Cuando mi padre llegó a España apenas tenía doce o trece años y se trajo con él como un larvado apego a la isla, una suerte de ufanía patriótica que emergía poderosamente cuando menos se esperaba. Se le desentumecía ciertamente su habitual laconismo cuando evocaba, con manifiesta emoción, aquel Camagüey de su infancia inmediatamente anterior a la ocupación norteamericana de 1898 y a la bancarrota española. Le oí contar a menudo las acciones de guerra en que había participado el abuelo, volviendo una y otra vez a la que más me impresionaba y que él debía de adornar mucho a partir de la primitiva versión de su padre. Se trataba de una escaramuza en la manigua, cuando el abuelo se quedó aislado al mando de un grupo de batidores y logró romper el cerco del ejército libertador, no sin dejar antes en el camino a la mitad de sus hombres.

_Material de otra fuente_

//! Basic usage example for the dsd library.
//!
//! This example demonstrates how to compute coded screening designs and
//! how to build named-factor design tables.

use dsd::{compute_dsd, DesignChoice, DsdBuilder};

fn main() {
    println!("dsd Library - Basic Usage Example\n");

    // Compute a coded design: 6 continuous factors, no categoricals
    println!("Computing a 6-factor screening design...");
    let design = compute_dsd(6, 0, DesignChoice::Dsd).expect("Failed to compute design");

    println!("Design:");
    println!("  Runs: {}", design.runs());
    println!("  Factors: {}", design.factors());
    println!("  Center rows: {}", design.center_rows());
    println!();

    println!("Coded matrix:");
    println!("{design}");

    // Verify the foldover structure
    println!("Verifying foldover pairing...");
    let result = design.verify();
    if result.is_valid {
        println!("✓ Every trial is adjacent to its foldover mirror");
    } else {
        println!("✗ Design failed verification");
        for issue in &result.issues {
            println!("  Issue: {issue:?}");
        }
    }
    println!();

    // Level balance
    let report = design.balance_report();
    if report.is_balanced() {
        println!("✓ All factors are level-balanced");
    }
    println!();

    // Mixed continuous/categorical design with two categorical factors
    println!("Computing a 3+2 design with categorical factors...");
    let design = compute_dsd(3, 2, DesignChoice::Dsd).expect("Failed to compute design");
    println!("  Runs: {} (two corrected center trials)", design.runs());
    println!("{design}");

    // Named factors with real settings
    println!("Building a named design table...");
    let table = DsdBuilder::new()
        .factor("temperature", vec![20.0.into(), 80.0.into()])
        .factor("ph", vec![5.0.into(), 9.0.into()])
        .factor("solvent", vec!["etoh".into(), "h2o".into()])
        .build()
        .expect("Failed to build table");

    println!(
        "  {} trials across {} factors (padded to 13+ trials):",
        table.rows(),
        table.names().len()
    );
    println!("{table}");
}
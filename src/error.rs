//! Error types for the dsd library.
//!
//! This module provides error handling using the `thiserror` crate, with
//! specific variants for input validation at the construction entry points
//! and for factor-specification problems at the builder level.

use thiserror::Error;

/// The main error type for the dsd library.
#[derive(Error, Debug, Clone, PartialEq, Eq)]
pub enum Error {
    /// The design choice string is not one of the supported values.
    #[error("design choice must be \"dsd\" or \"orth\", got {0:?}")]
    UnknownDesignChoice(String),

    /// Invalid construction parameters.
    #[error("invalid parameters: {message}")]
    InvalidParams {
        /// Description of what is invalid.
        message: String,
    },

    /// A factor specification does not carry exactly two levels.
    #[error("factor {name:?} must specify exactly 2 levels, got {count}")]
    BadFactorLevels {
        /// Name of the offending factor.
        name: String,
        /// Number of levels that were supplied.
        count: usize,
    },

    /// Matrix dimensions are inconsistent with the declared parameters.
    #[error("dimension mismatch: expected {expected}, got {actual}")]
    DimensionMismatch {
        /// Expected dimension description.
        expected: String,
        /// Actual dimension description.
        actual: String,
    },
}

/// A specialized `Result` type for dsd operations.
pub type Result<T, E = Error> = std::result::Result<T, E>;

impl Error {
    /// Create a new `InvalidParams` error.
    #[must_use]
    pub fn invalid_params(message: impl Into<String>) -> Self {
        Self::InvalidParams {
            message: message.into(),
        }
    }
}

También solía referirse a otras inciertas andanzas suyas por tierras de guajiros o durante las faenas de la zafra, que yo oía con atónita ansiedad y que ya no consigo extraer de los escombros de la memoria. Andando el tiempo, cuando fui por primera vez a Cuba, me acerqué hasta Camagüey con la intención de localizar a esa rama —los Ramentol— de mi familia paterna, pero sólo me encontré con la noticia de que los únicos camagüeyanos de ese apellido habían emigrado a Miami. Fue como una defección sentimental bastante ingrata, como si se hubiese desajustado una retícula que tenía mucho que ver con la captura de un pasado literariamente seductor.

A mi padre también le agradaba mucho demorarse en el ufano recuento de su amistad infantil con José Raúl Capablanca, que tenía su misma edad y que llegó a ser, muy joven todavía, campeón del mundo de ajedrez. Yo siempre me imaginaba a ese niño eminente con la prenda de su apellido ondeando al viento, mientras galopaba como un héroe prematuro por los bateys camagüeyanos. Parece ser que la familia de Capablanca estaba emparentada con la de la abuela Obdulia Ramentol —creo que por la rama de los Aguilar— y solían reunirse a menudo. Ese José Raúl disponía de una precocidad olímpica y a los doce años ya era campeón de Cuba, un mérito este —el de la precocidad— que siempre me ha parecido como un despilfarro obsceno de la biología. Mi padre evocaba con mucha vanagloria las partidas de ajedrez que había jugado de niño con Capablanca y en una de las cuales no sucumbió sino después de catorce asaltos. Me imagino que fue a partir de esa hazaña cuando se le manifestó una afición ajedrecística que él trataría luego de inculcar a sus hijos —con muy escasa fortuna— y que se le fue extinguiendo a la vez que otros entusiasmos que no tenían ya nada de competitivos.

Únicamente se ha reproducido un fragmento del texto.